The ceran glass top style?....if yes....Nope 

jeff.


----------



## TxBuilder (Apr 24, 2006)

Ceramic glass cooktop.


----------



## Outbacker (Apr 25, 2006)

We have one and quite enjoy it. My only concern with them when we were shopping for one was spill overs, and if it would spill down the sides and front of the oven. I suppose a large enough spill would go everywhere. I contacted GE via e-mail and asked about this, and approximately how much fluid would be contained on the glass surface (there is a raised edge on it to contain a spill), and their reply was to not spill anything???? Whatever. Anyway, we enjoy ours and is easier to clean then the coil ones.


----------



## jeff1 (Apr 25, 2006)

TxBuilder said:
			
		

> Ceramic glass cooktop.



Scratches are likely there forever.

A copy:

Why does the ceramic glass surface of my range look worn?
There are several possible causes. Cleaning up spills promptly, regularly cleaning the entire cooktop with Cooktop Cleaning Creme and using only smooth-bottomed pans will help you keep your cooktop looking great with less effort.

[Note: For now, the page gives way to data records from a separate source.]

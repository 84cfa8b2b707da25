//! Solver specifications
//!
//! The CLI syntax is `name[:key=value,...]` with `;` between solvers, e.g.
//! `z3:timeout_ms=5000;cvc5:incremental=false`. Global defaults arrive as
//! a JSON object and are overridden per solver.

use serde_json::Value as Json;

use crate::SmtError;

/// Supported solver families.
#[derive(Debug, Clone, PartialEq, Eq)]
pub enum SolverKind {
    Z3,
    Cvc5,
    /// Any other binary speaking SMT-LIB2 on stdin/stdout.
    Other(String),
}

impl SolverKind {
    /// Binary name on the search path.
    pub fn binary(&self) -> &str {
        match self {
            SolverKind::Z3 => "z3",
            SolverKind::Cvc5 => "cvc5",
            SolverKind::Other(name) => name,
        }
    }
}

/// Per-solver options; unset fields fall through to the globals and then
/// to the built-in defaults.
#[derive(Debug, Clone, Default, PartialEq, Eq)]
pub struct SolverOptions {
    pub incremental: Option<bool>,
    pub generate_models: Option<bool>,
    pub timeout_ms: Option<u64>,
}

impl SolverOptions {
    /// `self` with unset fields taken from `base`.
    pub fn or(&self, base: &SolverOptions) -> SolverOptions {
        SolverOptions {
            incremental: self.incremental.or(base.incremental),
            generate_models: self.generate_models.or(base.generate_models),
            timeout_ms: self.timeout_ms.or(base.timeout_ms),
        }
    }

    /// Parse a JSON object of option defaults.
    pub fn from_json_str(text: &str) -> Result<SolverOptions, SmtError> {
        let value: Json = serde_json::from_str(text)
            .map_err(|e| SmtError::Spec(format!("invalid global options: {e}")))?;
        let object = value
            .as_object()
            .ok_or_else(|| SmtError::Spec("global options must be a JSON object".into()))?;
        let mut options = SolverOptions::default();
        for (key, value) in object {
            match (key.as_str(), value) {
                ("incremental", Json::Bool(b)) => options.incremental = Some(*b),
                ("generate_models", Json::Bool(b)) => options.generate_models = Some(*b),
                ("timeout_ms", Json::Number(n)) => {
                    options.timeout_ms = Some(n.as_u64().ok_or_else(|| {
                        SmtError::Spec(format!("timeout_ms must be a non-negative integer, got {n}"))
                    })?)
                }
                (key, value) => {
                    return Err(SmtError::Spec(format!(
                        "unrecognised global option {key} = {value}"
                    )))
                }
            }
        }
        Ok(options)
    }
}

/// One solver in the portfolio.
#[derive(Debug, Clone, PartialEq, Eq)]
pub struct SolverSpec {
    pub kind: SolverKind,
    pub options: SolverOptions,
}

impl SolverSpec {
    /// Parse a single `name[:key=value,...]` entry.
    pub fn parse(text: &str) -> Result<SolverSpec, SmtError> {
        let (name, rest) = match text.split_once(':') {
            Some((name, rest)) => (name, Some(rest)),
            None => (text, None),
        };
        let name = name.trim();
        if name.is_empty() {
            return Err(SmtError::Spec("empty solver name".into()));
        }
        let kind = match name {
            "z3" => SolverKind::Z3,
            "cvc5" => SolverKind::Cvc5,
            other => SolverKind::Other(other.to_string()),
        };
        let mut options = SolverOptions::default();
        for pair in rest.into_iter().flat_map(|rest| rest.split(',')) {
            let (key, value) = pair
                .split_once('=')
                .ok_or_else(|| SmtError::Spec(format!("expected key=value, got {pair}")))?;
            let parse_bool = || {
                value.parse::<bool>().map_err(|_| {
                    SmtError::Spec(format!("option {key} expects true or false, got {value}"))
                })
            };
            match key.trim() {
                "incremental" => options.incremental = Some(parse_bool()?),
                "generate_models" => options.generate_models = Some(parse_bool()?),
                "timeout_ms" => {
                    options.timeout_ms = Some(value.parse::<u64>().map_err(|_| {
                        SmtError::Spec(format!("option timeout_ms expects milliseconds, got {value}"))
                    })?)
                }
                other => return Err(SmtError::Spec(format!("unrecognised option {other}"))),
            }
        }
        Ok(SolverSpec { kind, options })
    }

    /// Parse a `;`-separated portfolio list.
    pub fn parse_list(text: &str) -> Result<Vec<SolverSpec>, SmtError> {
        let specs = text
            .split(';')
            .filter(|entry| !entry.trim().is_empty())
            .map(SolverSpec::parse)
            .collect::<Result<Vec<_>, _>>()?;
        if specs.is_empty() {
            return Err(SmtError::Spec("empty solver list".into()));
        }
        Ok(specs)
    }
}

#[cfg(test)]
mod tests {
    use super::*;

    #[test]
    fn bare_name_parses_with_default_options() {
        let spec = SolverSpec::parse("z3").unwrap();
        assert_eq!(spec.kind, SolverKind::Z3);
        assert_eq!(spec.options, SolverOptions::default());
    }

    #[test]
    fn options_and_portfolio_lists_parse() {
        let specs =
            SolverSpec::parse_list("z3:timeout_ms=5000,incremental=false;cvc5:generate_models=true")
                .unwrap();
        assert_eq!(specs.len(), 2);
        assert_eq!(specs[0].options.timeout_ms, Some(5000));
        assert_eq!(specs[0].options.incremental, Some(false));
        assert_eq!(specs[1].kind, SolverKind::Cvc5);
        assert_eq!(specs[1].options.generate_models, Some(true));
    }

    #[test]
    fn unknown_binaries_are_allowed_unknown_options_are_not() {
        let spec = SolverSpec::parse("boolector").unwrap();
        assert_eq!(spec.kind, SolverKind::Other("boolector".into()));
        assert!(SolverSpec::parse("z3:seed=7").is_err());
        assert!(SolverSpec::parse_list(";").is_err());
    }

    #[test]
    fn globals_fill_unset_fields_only() {
        let globals = SolverOptions::from_json_str(r#"{"timeout_ms": 10000, "incremental": true}"#)
            .unwrap();
        let spec = SolverSpec::parse("z3:timeout_ms=500").unwrap();
        let merged = spec.options.or(&globals);
        assert_eq!(merged.timeout_ms, Some(500));
        assert_eq!(merged.incremental, Some(true));
        assert!(SolverOptions::from_json_str(r#"{"colour": 1}"#).is_err());
    }
}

If your cooktop has tiny scratches or abrasions, clean it with recommended cleaning agents (such as Cooktop Cleaning Creme). To prevent scratching, make sure you use only smooth-bottomed pans, and keep the bottom of the pans as clean as possible. Don't slide pans - either glass or metal - across the cooktop.

If your cooktop has metal marks, you can remove them with Cooktop Cleaning Creme. To avoid getting future marks, don't slide metal pans or utensils across the cooktop.

If you notice brown streaks and specks, these marks could be the result of spills that you didn't remove promptly or spills that you wiped with a soiled cloth or sponge. Soiled pan bottoms could be another cause of these marks.

If there are areas with a metallic sheen, they're caused by mineral deposits from evaporated water and food. You can remove them by cleaning with Cooktop Cleaning Creme.

If you notice pitting or flaking, it's probably the result of sugary boil-overs that weren't promptly removed.

jeff.


----------



## Kerrylib (Jul 20, 2006)

Just weighing in on the thread.

Both ranges we have purchased in the last 10 years have been smooth surface cooktops.  There are few drawbacks we have encountered.  Yes the heat output is somewhat weak for certain types of cooking, but the tradeoff of such easy cleanup is the MAJOR bonus.

Even when it gets really grungy, just a little elbow grease polishes it right up.
First a flat razor blade to scrape up the chunky stuff, then clean it all up with the cook-top cleaner (softscrub works too).  Buff it all out w/ a paper towel.

If something doesn't come up right away, don't worry about it, just have another go at it next time you clean the stove.  Usually no more than 2-3 cleanings will remove even the nastiest burn/stain.

I have come to realize also the cooktops have a slight "speckled" patterning on them.  If you run your hand over one, you can feel this texture.  The pans actually rest on top of these tiny bumps.  Helps prevent scratching the whole surface as you move the pans around.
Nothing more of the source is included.